## Task item
Scan the entries below and state how many lines contain "Some". No other output.

*** Given records Section Begins ***

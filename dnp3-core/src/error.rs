use thiserror::Error;

/// Main error type for DNP3 outstation operations
#[derive(Error, Debug)]
pub enum Dnp3Error {
    #[error("I/O error: {0}")]
    Io(#[from] std::io::Error),

    #[error("Protocol error: {0}")]
    Protocol(String),

    #[error("Invalid data: {0}")]
    InvalidData(String),

    #[error("Object header parse error: {0}")]
    Parse(String),

    #[error("Configuration error: {0}")]
    Config(String),

    #[error("Channel error: {0}")]
    Channel(String),

    #[error("Timeout")]
    Timeout,
}

/// Result type alias for DNP3 outstation operations
pub type Dnp3Result<T> = Result<T, Dnp3Error>;
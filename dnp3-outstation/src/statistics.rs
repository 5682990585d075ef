//! Session statistics collection

/// Outstation session statistics
///
/// Updated by the session as fragments flow in both directions.
///
/// # Why Statistics?
/// - **Link Health**: Confirm timeouts and transmit failures show a master
///   that stopped answering or a link that drops fragments
/// - **Debugging**: Discarded and replayed requests point at addressing or
///   sequencing problems on the master side
///
/// # Usage
/// Read them at any time through `OutstationSession::statistics`. Counters
/// only grow while the session lives.
#[derive(Debug, Clone, Default, PartialEq, Eq)]
pub struct SessionStatistics {
    /// Request fragments received, confirms included
    pub fragments_received: u64,
    /// Fragments handed to the link layer
    pub fragments_sent: u64,
    /// Confirms that matched an outstanding response
    pub confirms_received: u64,
    /// Confirms that matched nothing
    pub unexpected_confirms: u64,
    /// Requests dropped without processing
    pub requests_discarded: u64,
    /// Requests answered by replaying the previous response
    pub duplicates_replayed: u64,
    pub confirm_timeouts: u64,
    pub transmit_failures: u64,
    pub unsolicited_retries: u64,
    /// Events dropped by buffer overflow
    pub events_dropped: u64,
}

impl SessionStatistics {
    pub fn new() -> Self {
        Self::default()
    }

    pub fn clear(&mut self) {
        *self = Self::default();
    }

    pub fn increment_fragments_received(&mut self) {
        self.fragments_received += 1;
    }

    pub fn increment_fragments_sent(&mut self) {
        self.fragments_sent += 1;
    }

    pub fn increment_confirms_received(&mut self) {
        self.confirms_received += 1;
    }

    pub fn increment_unexpected_confirms(&mut self) {
        self.unexpected_confirms += 1;
    }

    pub fn increment_requests_discarded(&mut self) {
        self.requests_discarded += 1;
    }

    pub fn increment_duplicates_replayed(&mut self) {
        self.duplicates_replayed += 1;
    }

    pub fn increment_confirm_timeouts(&mut self) {
        self.confirm_timeouts += 1;
    }

    pub fn increment_transmit_failures(&mut self) {
        self.transmit_failures += 1;
    }

    pub fn increment_unsolicited_retries(&mut self) {
        self.unsolicited_retries += 1;
    }

    pub fn increment_events_dropped(&mut self) {
        self.events_dropped += 1;
    }
}
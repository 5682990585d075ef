//! Internal indications

use std::fmt;
use std::ops::{BitOr, BitOrAssign};

/// Internal Indication bits carried by every outstation response
///
/// IIN1 occupies the high byte and IIN2 the low byte, so the wire order is
/// `[high, low]`.
#[derive(Debug, Clone, Copy, PartialEq, Eq, Hash, Default)]
pub struct Iin(u16);

impl Iin {
    // IIN1
    pub const ALL_STATIONS: Iin = Iin(0x0100);
    pub const CLASS_1_EVENTS: Iin = Iin(0x0200);
    pub const CLASS_2_EVENTS: Iin = Iin(0x0400);
    pub const CLASS_3_EVENTS: Iin = Iin(0x0800);
    pub const NEED_TIME: Iin = Iin(0x1000);
    pub const LOCAL_CONTROL: Iin = Iin(0x2000);
    pub const DEVICE_TROUBLE: Iin = Iin(0x4000);
    pub const DEVICE_RESTART: Iin = Iin(0x8000);

    // IIN2
    pub const NO_FUNC_CODE_SUPPORT: Iin = Iin(0x0001);
    pub const OBJECT_UNKNOWN: Iin = Iin(0x0002);
    pub const PARAMETER_ERROR: Iin = Iin(0x0004);
    pub const EVENT_BUFFER_OVERFLOW: Iin = Iin(0x0008);
    pub const ALREADY_EXECUTING: Iin = Iin(0x0010);
    pub const CONFIG_CORRUPT: Iin = Iin(0x0020);

    /// Bits that only describe the request currently being processed
    pub const REQUEST_BITS: Iin = Iin(0x0007);

    /// Number of IIN bits addressable through object group 80
    pub const BIT_COUNT: u16 = 16;

    /// No bits set
    pub const fn empty() -> Self {
        Self(0)
    }

    /// Build from the raw 16-bit value
    pub const fn from_bits(bits: u16) -> Self {
        Self(bits)
    }

    /// Raw 16-bit value
    pub const fn bits(&self) -> u16 {
        self.0
    }

    /// Wire encoding `[IIN1, IIN2]`
    pub const fn to_bytes(&self) -> [u8; 2] {
        self.0.to_be_bytes()
    }

    /// Decode from `[IIN1, IIN2]`
    pub const fn from_bytes(bytes: [u8; 2]) -> Self {
        Self(u16::from_be_bytes(bytes))
    }

    pub const fn contains(&self, other: Iin) -> bool {
        self.0 & other.0 == other.0
    }

    pub const fn intersects(&self, other: Iin) -> bool {
        self.0 & other.0 != 0
    }

    pub fn insert(&mut self, other: Iin) {
        self.0 |= other.0;
    }

    pub fn remove(&mut self, other: Iin) {
        self.0 &= !other.0;
    }

    pub fn set(&mut self, other: Iin, value: bool) {
        if value {
            self.insert(other);
        } else {
            self.remove(other);
        }
    }

    pub const fn is_empty(&self) -> bool {
        self.0 == 0
    }

    /// The bit addressed by object group 80 point `index`
    ///
    /// Points 0-7 map to IIN1 bits 0-7, points 8-15 to IIN2 bits 0-7.
    pub const fn from_index(index: u16) -> Option<Iin> {
        if index < 8 {
            Some(Iin(0x0100 << index))
        } else if index < 16 {
            Some(Iin(1 << (index - 8)))
        } else {
            None
        }
    }
}

impl BitOr for Iin {
    type Output = Iin;

    fn bitor(self, rhs: Self) -> Self::Output {
        Iin(self.0 | rhs.0)
    }
}

impl BitOrAssign for Iin {
    fn bitor_assign(&mut self, rhs: Self) {
        self.0 |= rhs.0;
    }
}

impl fmt::Display for Iin {
    fn fmt(&self, f: &mut fmt::Formatter<'_>) -> fmt::Result {
        let [iin1, iin2] = self.to_bytes();
        write!(f, "IIN1: 0x{:02X} IIN2: 0x{:02X}", iin1, iin2)
    }
}

#[cfg(test)]
mod tests {
    use super::*;

    #[test]
    fn test_iin_wire_order() {
        let iin = Iin::DEVICE_RESTART | Iin::OBJECT_UNKNOWN;
        assert_eq!(iin.to_bytes(), [0x80, 0x02]);
        assert_eq!(Iin::from_bytes([0x80, 0x02]), iin);
    }

    #[test]
    fn test_iin_index_mapping() {
        assert_eq!(Iin::from_index(7), Some(Iin::DEVICE_RESTART));
        assert_eq!(Iin::from_index(4), Some(Iin::NEED_TIME));
        assert_eq!(Iin::from_index(8), Some(Iin::NO_FUNC_CODE_SUPPORT));
        assert_eq!(Iin::from_index(16), None);
    }

    #[test]
    fn test_iin_set_and_remove() {
        let mut iin = Iin::empty();
        iin.insert(Iin::NEED_TIME);
        assert!(iin.contains(Iin::NEED_TIME));
        iin.set(Iin::NEED_TIME, false);
        assert!(iin.is_empty());
    }
}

*** Given records Section Ends ***

## Output for this task
5